Extracted records:
+===+

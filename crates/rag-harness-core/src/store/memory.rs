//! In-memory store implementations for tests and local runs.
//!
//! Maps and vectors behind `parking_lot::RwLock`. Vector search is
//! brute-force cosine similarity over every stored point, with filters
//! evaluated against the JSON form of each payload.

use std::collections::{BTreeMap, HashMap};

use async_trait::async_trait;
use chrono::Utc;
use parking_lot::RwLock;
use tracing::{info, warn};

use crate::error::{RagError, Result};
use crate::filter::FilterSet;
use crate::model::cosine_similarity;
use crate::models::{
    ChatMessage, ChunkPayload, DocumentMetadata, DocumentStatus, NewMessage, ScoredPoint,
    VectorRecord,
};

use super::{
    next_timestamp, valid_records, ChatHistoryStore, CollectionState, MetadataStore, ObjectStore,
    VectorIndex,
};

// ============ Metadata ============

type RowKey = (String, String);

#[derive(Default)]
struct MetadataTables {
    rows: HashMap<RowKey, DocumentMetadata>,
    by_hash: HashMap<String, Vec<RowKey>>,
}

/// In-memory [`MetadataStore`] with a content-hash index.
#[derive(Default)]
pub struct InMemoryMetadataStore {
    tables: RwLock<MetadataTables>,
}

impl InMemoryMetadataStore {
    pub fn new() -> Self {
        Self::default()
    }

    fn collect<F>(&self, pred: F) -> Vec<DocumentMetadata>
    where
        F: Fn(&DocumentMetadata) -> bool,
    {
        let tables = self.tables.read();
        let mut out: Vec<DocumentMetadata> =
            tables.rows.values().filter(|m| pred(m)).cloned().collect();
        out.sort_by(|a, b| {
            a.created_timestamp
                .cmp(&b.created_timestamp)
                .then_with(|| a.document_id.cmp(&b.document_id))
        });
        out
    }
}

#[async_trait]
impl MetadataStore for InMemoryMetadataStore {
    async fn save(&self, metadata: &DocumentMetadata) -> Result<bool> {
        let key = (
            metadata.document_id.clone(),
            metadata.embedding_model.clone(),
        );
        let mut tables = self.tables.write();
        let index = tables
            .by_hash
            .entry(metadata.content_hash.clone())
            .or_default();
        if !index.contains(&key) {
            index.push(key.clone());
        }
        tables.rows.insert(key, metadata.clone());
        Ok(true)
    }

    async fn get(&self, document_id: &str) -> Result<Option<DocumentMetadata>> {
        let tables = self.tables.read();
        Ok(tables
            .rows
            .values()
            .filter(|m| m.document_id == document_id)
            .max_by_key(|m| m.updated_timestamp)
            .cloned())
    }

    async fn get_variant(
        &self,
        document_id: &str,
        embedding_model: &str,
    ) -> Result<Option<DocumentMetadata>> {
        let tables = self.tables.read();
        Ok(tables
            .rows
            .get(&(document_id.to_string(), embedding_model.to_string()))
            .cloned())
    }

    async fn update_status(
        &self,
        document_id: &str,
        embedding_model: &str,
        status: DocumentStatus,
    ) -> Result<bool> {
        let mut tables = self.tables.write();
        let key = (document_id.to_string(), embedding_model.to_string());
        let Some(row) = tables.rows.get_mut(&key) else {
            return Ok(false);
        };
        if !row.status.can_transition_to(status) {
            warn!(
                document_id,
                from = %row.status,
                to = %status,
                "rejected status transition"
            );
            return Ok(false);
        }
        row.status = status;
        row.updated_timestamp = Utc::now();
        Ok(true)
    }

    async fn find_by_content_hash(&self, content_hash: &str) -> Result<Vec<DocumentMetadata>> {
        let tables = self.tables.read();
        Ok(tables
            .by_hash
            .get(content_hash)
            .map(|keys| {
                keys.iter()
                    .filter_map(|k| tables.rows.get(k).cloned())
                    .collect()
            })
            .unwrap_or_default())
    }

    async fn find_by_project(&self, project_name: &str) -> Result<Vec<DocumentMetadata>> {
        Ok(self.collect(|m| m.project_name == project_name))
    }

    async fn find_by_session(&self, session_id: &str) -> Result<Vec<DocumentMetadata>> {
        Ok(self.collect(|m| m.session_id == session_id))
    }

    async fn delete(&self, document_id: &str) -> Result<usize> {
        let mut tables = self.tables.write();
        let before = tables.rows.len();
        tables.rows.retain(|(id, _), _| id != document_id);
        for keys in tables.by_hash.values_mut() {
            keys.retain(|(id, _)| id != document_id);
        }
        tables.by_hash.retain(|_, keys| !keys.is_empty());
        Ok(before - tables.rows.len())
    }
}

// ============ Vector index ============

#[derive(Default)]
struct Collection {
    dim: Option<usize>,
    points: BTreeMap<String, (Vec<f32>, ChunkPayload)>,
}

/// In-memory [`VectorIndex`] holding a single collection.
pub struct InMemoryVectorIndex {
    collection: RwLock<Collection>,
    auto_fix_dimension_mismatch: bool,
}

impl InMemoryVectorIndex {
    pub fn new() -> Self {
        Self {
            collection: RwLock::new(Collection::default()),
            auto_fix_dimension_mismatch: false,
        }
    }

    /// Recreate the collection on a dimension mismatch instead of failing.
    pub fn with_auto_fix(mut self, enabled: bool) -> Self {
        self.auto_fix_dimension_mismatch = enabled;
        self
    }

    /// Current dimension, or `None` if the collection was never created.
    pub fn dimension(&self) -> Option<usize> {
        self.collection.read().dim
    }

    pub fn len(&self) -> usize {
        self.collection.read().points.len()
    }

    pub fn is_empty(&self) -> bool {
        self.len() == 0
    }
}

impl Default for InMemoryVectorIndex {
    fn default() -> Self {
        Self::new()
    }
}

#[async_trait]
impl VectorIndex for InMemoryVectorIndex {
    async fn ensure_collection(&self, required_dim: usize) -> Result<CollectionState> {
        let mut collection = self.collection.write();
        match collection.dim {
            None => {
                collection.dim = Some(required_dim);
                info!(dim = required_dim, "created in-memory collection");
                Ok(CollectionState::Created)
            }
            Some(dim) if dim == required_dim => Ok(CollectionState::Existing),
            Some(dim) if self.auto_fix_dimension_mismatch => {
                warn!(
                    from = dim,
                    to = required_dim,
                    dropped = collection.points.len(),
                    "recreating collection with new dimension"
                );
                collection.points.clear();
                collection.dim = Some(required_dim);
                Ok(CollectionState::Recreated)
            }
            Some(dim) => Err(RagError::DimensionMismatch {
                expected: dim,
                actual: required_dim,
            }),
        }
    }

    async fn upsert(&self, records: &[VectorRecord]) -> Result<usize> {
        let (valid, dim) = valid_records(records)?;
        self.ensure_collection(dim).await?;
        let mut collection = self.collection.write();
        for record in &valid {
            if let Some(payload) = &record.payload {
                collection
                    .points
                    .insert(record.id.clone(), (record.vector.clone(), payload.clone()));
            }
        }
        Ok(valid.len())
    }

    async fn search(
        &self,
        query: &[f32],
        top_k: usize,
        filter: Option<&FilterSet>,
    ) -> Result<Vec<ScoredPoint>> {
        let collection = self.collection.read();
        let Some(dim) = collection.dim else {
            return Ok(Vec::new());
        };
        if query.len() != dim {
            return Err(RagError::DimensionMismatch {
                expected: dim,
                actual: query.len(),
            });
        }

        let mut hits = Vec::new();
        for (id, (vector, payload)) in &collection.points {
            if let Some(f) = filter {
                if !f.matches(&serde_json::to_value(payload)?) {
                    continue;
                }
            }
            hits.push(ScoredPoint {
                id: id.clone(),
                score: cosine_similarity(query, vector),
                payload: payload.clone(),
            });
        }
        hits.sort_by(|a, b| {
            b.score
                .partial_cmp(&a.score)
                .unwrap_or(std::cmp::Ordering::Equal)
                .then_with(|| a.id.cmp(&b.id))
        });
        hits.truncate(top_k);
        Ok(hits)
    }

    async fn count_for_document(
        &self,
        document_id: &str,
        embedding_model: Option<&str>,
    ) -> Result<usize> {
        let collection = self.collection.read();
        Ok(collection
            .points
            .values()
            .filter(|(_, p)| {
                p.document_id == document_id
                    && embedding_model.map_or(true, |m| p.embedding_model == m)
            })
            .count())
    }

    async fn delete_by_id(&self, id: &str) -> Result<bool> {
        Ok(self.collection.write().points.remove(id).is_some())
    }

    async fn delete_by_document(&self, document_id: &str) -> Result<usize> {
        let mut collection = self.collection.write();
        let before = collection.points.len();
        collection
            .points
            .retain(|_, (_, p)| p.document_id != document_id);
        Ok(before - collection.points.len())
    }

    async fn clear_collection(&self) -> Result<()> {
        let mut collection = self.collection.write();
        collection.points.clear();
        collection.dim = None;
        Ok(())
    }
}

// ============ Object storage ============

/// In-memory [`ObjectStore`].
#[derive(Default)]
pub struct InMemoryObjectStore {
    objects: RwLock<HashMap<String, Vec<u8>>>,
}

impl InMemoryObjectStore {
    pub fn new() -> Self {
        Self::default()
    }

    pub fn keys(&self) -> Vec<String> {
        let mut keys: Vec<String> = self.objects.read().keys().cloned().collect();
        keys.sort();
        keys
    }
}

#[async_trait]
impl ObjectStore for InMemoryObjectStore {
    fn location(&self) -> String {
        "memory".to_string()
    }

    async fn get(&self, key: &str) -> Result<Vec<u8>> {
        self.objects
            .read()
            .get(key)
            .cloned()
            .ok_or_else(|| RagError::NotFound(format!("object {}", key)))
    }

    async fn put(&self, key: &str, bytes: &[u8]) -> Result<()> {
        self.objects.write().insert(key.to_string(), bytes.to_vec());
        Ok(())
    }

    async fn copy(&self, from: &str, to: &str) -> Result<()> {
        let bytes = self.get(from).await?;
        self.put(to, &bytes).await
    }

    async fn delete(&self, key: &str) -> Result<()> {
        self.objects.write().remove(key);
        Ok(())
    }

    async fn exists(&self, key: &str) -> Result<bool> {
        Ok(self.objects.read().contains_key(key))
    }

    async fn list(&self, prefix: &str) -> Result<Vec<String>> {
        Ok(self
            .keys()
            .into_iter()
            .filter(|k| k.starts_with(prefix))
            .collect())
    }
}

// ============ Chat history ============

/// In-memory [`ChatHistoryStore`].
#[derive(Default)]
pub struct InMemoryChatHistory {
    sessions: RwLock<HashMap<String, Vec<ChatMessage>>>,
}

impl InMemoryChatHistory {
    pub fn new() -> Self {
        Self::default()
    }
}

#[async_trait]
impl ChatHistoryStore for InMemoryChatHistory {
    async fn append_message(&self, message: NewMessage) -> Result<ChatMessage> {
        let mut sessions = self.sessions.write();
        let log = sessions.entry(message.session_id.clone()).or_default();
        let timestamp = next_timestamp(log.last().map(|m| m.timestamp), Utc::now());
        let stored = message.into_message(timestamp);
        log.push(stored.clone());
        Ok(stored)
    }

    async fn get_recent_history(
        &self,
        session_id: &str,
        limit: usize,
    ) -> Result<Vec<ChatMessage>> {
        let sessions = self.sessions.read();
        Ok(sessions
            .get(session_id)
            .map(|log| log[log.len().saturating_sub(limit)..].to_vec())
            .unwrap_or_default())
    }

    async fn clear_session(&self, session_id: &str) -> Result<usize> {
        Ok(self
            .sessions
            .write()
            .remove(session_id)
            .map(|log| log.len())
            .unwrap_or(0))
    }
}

+===+

The task: Please copy exactly the lines from the first line of the records above through the line containing "Vector search is", including both, and nothing more.

Finished task:
filename crates/rag-harness-core/src/store/memory.rs
//! In-memory store implementations for tests and local runs.
//!
//! Maps and vectors behind `parking_lot::RwLock`. Vector search is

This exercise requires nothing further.